これは『Flowers in the Dirt』からのファーストシングル "My Brave Face" のビデオのことである。これは実際に見て判断していただくのが一番であろう。ビートルズ時代の映像の他に、このアルバムでタッグを組んだエルビス・コステロもちょっとだけ映っている。

「それに"フローズン・ジャップ"っていうタイトルだけどさ。まあ時として"ジャップ"って言葉そのものが侮辱的な響きを持ち得るのは認める。でも例えば、"ニガー"なんかよりはずっと悪意のない言い方なんだよね」

●ええっ? そうですか。

「うん悪意はない。でも日本人はこの言葉に対して神経質になり易いのかも知れないな。でも本当に英国人が気楽にこの呼び方をする場合って他意のない一種の親愛をこめた別称とでも言うのかな? そういうニュアンスなんだよね。日本人にとっては無神経な呼び方に聞こえるのかも知れないけど。僕は誰に対してもそういうニック・ネームっぽい呼び方をしてしてしまう性分で、多分こういう馴れ馴れしい態度は改めるべきなのかもね」

●(笑)。

これは1980年のアルバム『McCartney II』asin:B000005RT8)に収録された "Frozen Jap" のことなのだが、やはりこれが言い訳に思えてしまうのは、後で触れられる例の一件があるからなのだが、本当に彼が言う通りなら「天才の天然」としか言いようがない。
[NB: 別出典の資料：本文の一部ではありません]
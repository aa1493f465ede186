//! newsdeck: a terminal news aggregator.
//!
//! Articles come from Event Registry, top headlines from NewsAPI.org and
//! most-popular lists from the New York Times. The core of the crate is
//! [`aggregate`], which turns a user's followed sources, categories and
//! authors into concurrent article queries and merges their results.

pub mod aggregate;
pub mod api;
pub mod config;
pub mod preferences;
pub mod search;
pub mod util;
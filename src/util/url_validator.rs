use thiserror::Error;
use url::Url;

/// Errors from validating an API base URL.
#[derive(Error, Debug)]
pub enum BaseUrlError {
    /// The URL string could not be parsed.
    #[error("Invalid URL: {0}")]
    InvalidUrl(#[from] url::ParseError),
    /// The URL uses a scheme other than http or https.
    #[error("Unsupported scheme: {0} (only http/https allowed)")]
    UnsupportedScheme(String),
    /// Plain http to a non-local host would send the API key in the clear.
    #[error("Insecure base URL {0}: HTTPS required (except localhost)")]
    Insecure(String),
}

/// Validates the base URL of a news API.
///
/// API keys travel as query parameters, so anything other than `https` is
/// rejected. Plain `http` is allowed only for `localhost` and loopback
/// addresses, which is what local mock servers use.
///
/// # Examples
///
/// ```
/// use newsdeck::util::validate_base_url;
///
/// assert!(validate_base_url("https://newsapi.org/v2").is_ok());
/// assert!(validate_base_url("http://127.0.0.1:8080").is_ok());
/// assert!(validate_base_url("http://newsapi.org/v2").is_err());
/// ```
pub fn validate_base_url(url_str: &str) -> Result<Url, BaseUrlError> {
    let url = Url::parse(url_str.trim())?;

    match url.scheme() {
        "https" => Ok(url),
        "http" if is_loopback_host(&url) => {
            tracing::warn!(base_url = %url, "Using non-HTTPS base URL (localhost only)");
            Ok(url)
        }
        "http" => Err(BaseUrlError::Insecure(url.to_string())),
        scheme => Err(BaseUrlError::UnsupportedScheme(scheme.to_owned())),
    }
}

fn is_loopback_host(url: &Url) -> bool {
    match url.host() {
        Some(url::Host::Domain(domain)) => domain == "localhost",
        Some(url::Host::Ipv4(ip)) => ip.is_loopback(),
        Some(url::Host::Ipv6(ip)) => ip.is_loopback(),
        None => false,
    }
}
#[cfg(test)]
mod tests {
    use super::test_support::*;
    use super::*;
    use serde::Deserialize;
    use wiremock::matchers::{any, method, path};
    use wiremock::{Mock, MockServer, ResponseTemplate};

    #[derive(Debug, Deserialize)]
    struct Ping {
        ok: bool,
    }

    #[test]
    fn test_retry_delay_doubles_and_caps() {
        let policy = RetryPolicy::default();
        assert_eq!(policy.delay(0), Duration::from_secs(1));
        assert_eq!(policy.delay(1), Duration::from_secs(2));
        assert_eq!(policy.delay(2), Duration::from_secs(4));
        assert_eq!(policy.delay(10), Duration::from_secs(30));
        assert_eq!(policy.delay(40), Duration::from_secs(30));
    }

    #[test]
    fn test_endpoint_url_keeps_base_path() {
        let endpoint = endpoint("test", "https://api.example.com/api/v1/");
        let url = endpoint.url("/article/getArticles").unwrap();
        assert_eq!(url.as_str(), "https://api.example.com/api/v1/article/getArticles");
    }

    #[test]
    fn test_endpoint_debug_redacts_key() {
        let endpoint = endpoint("test", "https://api.example.com");
        let debug = format!("{:?}", endpoint);
        assert!(!debug.contains("test-key"));
        assert!(debug.contains("[REDACTED]"));
    }

    #[test]
    fn test_missing_api_key() {
        let endpoint = Endpoint::new("nyt", "https://api.example.com", None).unwrap();
        assert!(matches!(endpoint.api_key(), Err(ApiError::MissingApiKey("nyt"))));
    }

    #[test]
    fn test_insecure_base_url_rejected() {
        let result = Endpoint::new("test", "http://evil.example.com", None);
        assert!(matches!(result, Err(ApiError::BaseUrl(_))));
    }

    #[test]
    fn test_with_query_skips_none() {
        let url = Url::parse("https://api.example.com/x").unwrap();
        let url = with_query(
            url,
            [("a", Some("1".to_string())), ("b", None), ("c", Some("x y".to_string()))],
        );
        assert_eq!(url.query(), Some("a=1&c=x+y"));
    }

    #[tokio::test]
    async fn test_get_json_success() {
        let mock_server = MockServer::start().await;
        Mock::given(method("GET"))
            .and(path("/ping"))
            .respond_with(ResponseTemplate::new(200).set_body_string(r#"{"ok":true}"#))
            .mount(&mock_server)
            .await;

        let url = Url::parse(&format!("{}/ping", mock_server.uri())).unwrap();
        let ping: Ping = get_json(&reqwest::Client::new(), &url, &fast_settings())
            .await
            .unwrap();
        assert!(ping.ok);
    }

    #[tokio::test]
    async fn test_get_json_404_fails_without_retry() {
        let mock_server = MockServer::start().await;
        Mock::given(method("GET"))
            .respond_with(ResponseTemplate::new(404))
            .expect(1)
            .mount(&mock_server)
            .await;

        let url = Url::parse(&format!("{}/ping", mock_server.uri())).unwrap();
        let result: Result<Ping, _> =
            get_json(&reqwest::Client::new(), &url, &fast_settings()).await;
        assert!(matches!(result, Err(ApiError::HttpStatus(404))));
    }

    #[tokio::test]
    async fn test_get_json_500_retries_then_fails() {
        let mock_server = MockServer::start().await;
        Mock::given(method("GET"))
            .respond_with(ResponseTemplate::new(500))
            .expect(4) // Initial request + 3 retries
            .mount(&mock_server)
            .await;

        let url = Url::parse(&format!("{}/ping", mock_server.uri())).unwrap();
        let result: Result<Ping, _> =
            get_json(&reqwest::Client::new(), &url, &fast_settings()).await;
        assert!(matches!(result, Err(ApiError::HttpStatus(500))));
    }

    #[tokio::test]
    async fn test_get_json_503_retry_then_success() {
        let mock_server = MockServer::start().await;
        Mock::given(any())
            .respond_with(ResponseTemplate::new(503))
            .up_to_n_times(2)
            .mount(&mock_server)
            .await;
        Mock::given(any())
            .respond_with(ResponseTemplate::new(200).set_body_string(r#"{"ok":true}"#))
            .mount(&mock_server)
            .await;

        let url = Url::parse(&format!("{}/ping", mock_server.uri())).unwrap();
        let ping: Ping = get_json(&reqwest::Client::new(), &url, &fast_settings())
            .await
            .unwrap();
        assert!(ping.ok);
    }

    #[tokio::test]
    async fn test_get_json_rate_limited() {
        let mock_server = MockServer::start().await;
        Mock::given(any())
            .respond_with(ResponseTemplate::new(429))
            .expect(4)
            .mount(&mock_server)
            .await;

        let url = Url::parse(&format!("{}/ping", mock_server.uri())).unwrap();
        let result: Result<Ping, _> =
            get_json(&reqwest::Client::new(), &url, &fast_settings()).await;
        assert!(matches!(result, Err(ApiError::RateLimited(3))));
    }

    #[tokio::test]
    async fn test_get_json_malformed_body() {
        let mock_server = MockServer::start().await;
        Mock::given(any())
            .respond_with(ResponseTemplate::new(200).set_body_string("<html>nope</html>"))
            .expect(1)
            .mount(&mock_server)
            .await;

        let url = Url::parse(&format!("{}/ping", mock_server.uri())).unwrap();
        let result: Result<Ping, _> =
            get_json(&reqwest::Client::new(), &url, &fast_settings()).await;
        assert!(matches!(result, Err(ApiError::Decode(_))));
    }

    #[tokio::test]
    async fn test_get_json_response_too_large() {
        let mock_server = MockServer::start().await;
        Mock::given(any())
            .respond_with(ResponseTemplate::new(200).set_body_string("x".repeat(2048)))
            .mount(&mock_server)
            .await;

        let settings = RequestSettings {
            max_response_bytes: 1024,
            ..fast_settings()
        };
        let url = Url::parse(&format!("{}/ping", mock_server.uri())).unwrap();
        let result: Result<Ping, _> = get_json(&reqwest::Client::new(), &url, &settings).await;
        assert!(matches!(result, Err(ApiError::ResponseTooLarge)));
    }

    #[tokio::test]
    async fn test_network_error_hides_api_key() {
        // Nothing listens on port 1
        let endpoint = Endpoint::new(
            "news_api",
            "http://127.0.0.1:1",
            Some(SecretString::from("SUPERSECRETKEY")),
        )
        .unwrap();
        let url = with_query(
            endpoint.url("article/getArticles").unwrap(),
            [("apiKey", Some(endpoint.api_key().unwrap().to_string()))],
        );

        let result: Result<Ping, _> =
            get_json(&reqwest::Client::new(), &url, &fast_settings()).await;
        let err = result.unwrap_err();
        assert!(matches!(err, ApiError::Network(_)));
        assert!(!err.to_string().contains("SUPERSECRETKEY"));
        assert!(!format!("{:?}", err).contains("SUPERSECRETKEY"));
    }

    #[tokio::test]
    async fn test_get_json_timeout_after_retries() {
        let mock_server = MockServer::start().await;
        Mock::given(any())
            .respond_with(
                ResponseTemplate::new(200)
                    .set_body_string(r#"{"ok":true}"#)
                    .set_delay(Duration::from_millis(500)),
            )
            .expect(4) // Initial request + 3 retries
            .mount(&mock_server)
            .await;

        let settings = RequestSettings {
            timeout: Duration::from_millis(50),
            ..fast_settings()
        };
        let url = Url::parse(&format!("{}/ping", mock_server.uri())).unwrap();
        let result: Result<Ping, _> = get_json(&reqwest::Client::new(), &url, &settings).await;
        assert!(matches!(result, Err(ApiError::Timeout)));
    }
}
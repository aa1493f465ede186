use std::fmt;
use std::sync::Arc;

use crate::api::ApiError;

/// Outcome of one query in a fan-out.
#[derive(Debug)]
pub enum QueryState<T> {
    Loading,
    Failed(Arc<ApiError>),
    Ready(T),
}

// Manual impl: `ApiError` is not `Clone`, but it sits behind an `Arc`.
impl<T: Clone> Clone for QueryState<T> {
    fn clone(&self) -> Self {
        match self {
            QueryState::Loading => QueryState::Loading,
            QueryState::Failed(e) => QueryState::Failed(Arc::clone(e)),
            QueryState::Ready(v) => QueryState::Ready(v.clone()),
        }
    }
}

impl<T> QueryState<T> {
    pub fn is_loading(&self) -> bool {
        matches!(self, QueryState::Loading)
    }

    pub fn is_error(&self) -> bool {
        matches!(self, QueryState::Failed(_))
    }

    pub fn data(&self) -> Option<&T> {
        match self {
            QueryState::Ready(v) => Some(v),
            _ => None,
        }
    }

    pub fn error(&self) -> Option<&Arc<ApiError>> {
        match self {
            QueryState::Failed(e) => Some(e),
            _ => None,
        }
    }
}

impl<T> From<Result<T, ApiError>> for QueryState<T> {
    fn from(result: Result<T, ApiError>) -> Self {
        match result {
            Ok(v) => QueryState::Ready(v),
            Err(e) => QueryState::Failed(Arc::new(e)),
        }
    }
}

/// Cache identity of a query, e.g. `articles:categories:dmoz/Business:2`.
#[derive(Debug, Clone, PartialEq, Eq, Hash)]
pub struct QueryKey(Vec<String>);

impl QueryKey {
    pub fn new<I, S>(parts: I) -> Self
    where
        I: IntoIterator<Item = S>,
        S: Into<String>,
    {
        Self(parts.into_iter().map(Into::into).collect())
    }

    pub fn parts(&self) -> &[String] {
        &self.0
    }
}

impl fmt::Display for QueryKey {
    fn fmt(&self, f: &mut fmt::Formatter<'_>) -> fmt::Result {
        f.write_str(&self.0.join(":"))
    }
}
「でも信じてくれよ。本当に悪意はないんだってば。僕にとってはすごく自然な暖かみのある愛情表現なんだ。そもそもこの曲に日本的な響きのあるタイトルをつける気になったのはさ、この曲そのものが一種日本的、東洋的な響きを持ってたからなんだ。何だか寒い景色、雪が降ってる光景なんかを連想してね。富士山に雪が降ってる感じとでも言うのかな? だからその寒い景色と日本的な響きってのを組み合わせて"フローズン・ジャップ(引用者注:振り仮名で「寒い 日本」)"って題を付けたって訳。侮辱的なニュアンスなんてこれっぽっちも頭に浮かばなかったんだよ」

●なるほど、そうだったんですか。

「だからそのまま日本に送ったらさ『ちょちょっと持って下さい(原文ママ)。これはマズイですよ』って返事が来て。やっとその時『ああなるほど、こりゃそうかもなあ』って気付いたんだ。それまではまさかそんな風に受け取られるなんて夢にも思わなかったもんね。(中略)でもホントそんな訳で悪意は全然なかったんだよ。言わば英国人特有のタチの悪い冗談でさ。第一こんな子供っぽい冗談が本物の侮辱になり得る筈がないじゃないか。この僕に本当に相手を侮辱しようという気があったなら、もっともっとヒドイ巧妙な言い方でもってトドメを刺す方法があるよ。僕はいざとなったら他人が想像もできないような辛辣な言葉だって吐けるんだ」

いや、アナタがかなり辛辣なのは存じております(笑)

●解りました解りました。もうそれ以上言わないでください。じゃ本題に戻りますが、これは10年前、大麻事件で逮捕された事を未だに根に持ってやった事ではなかった訳ですね。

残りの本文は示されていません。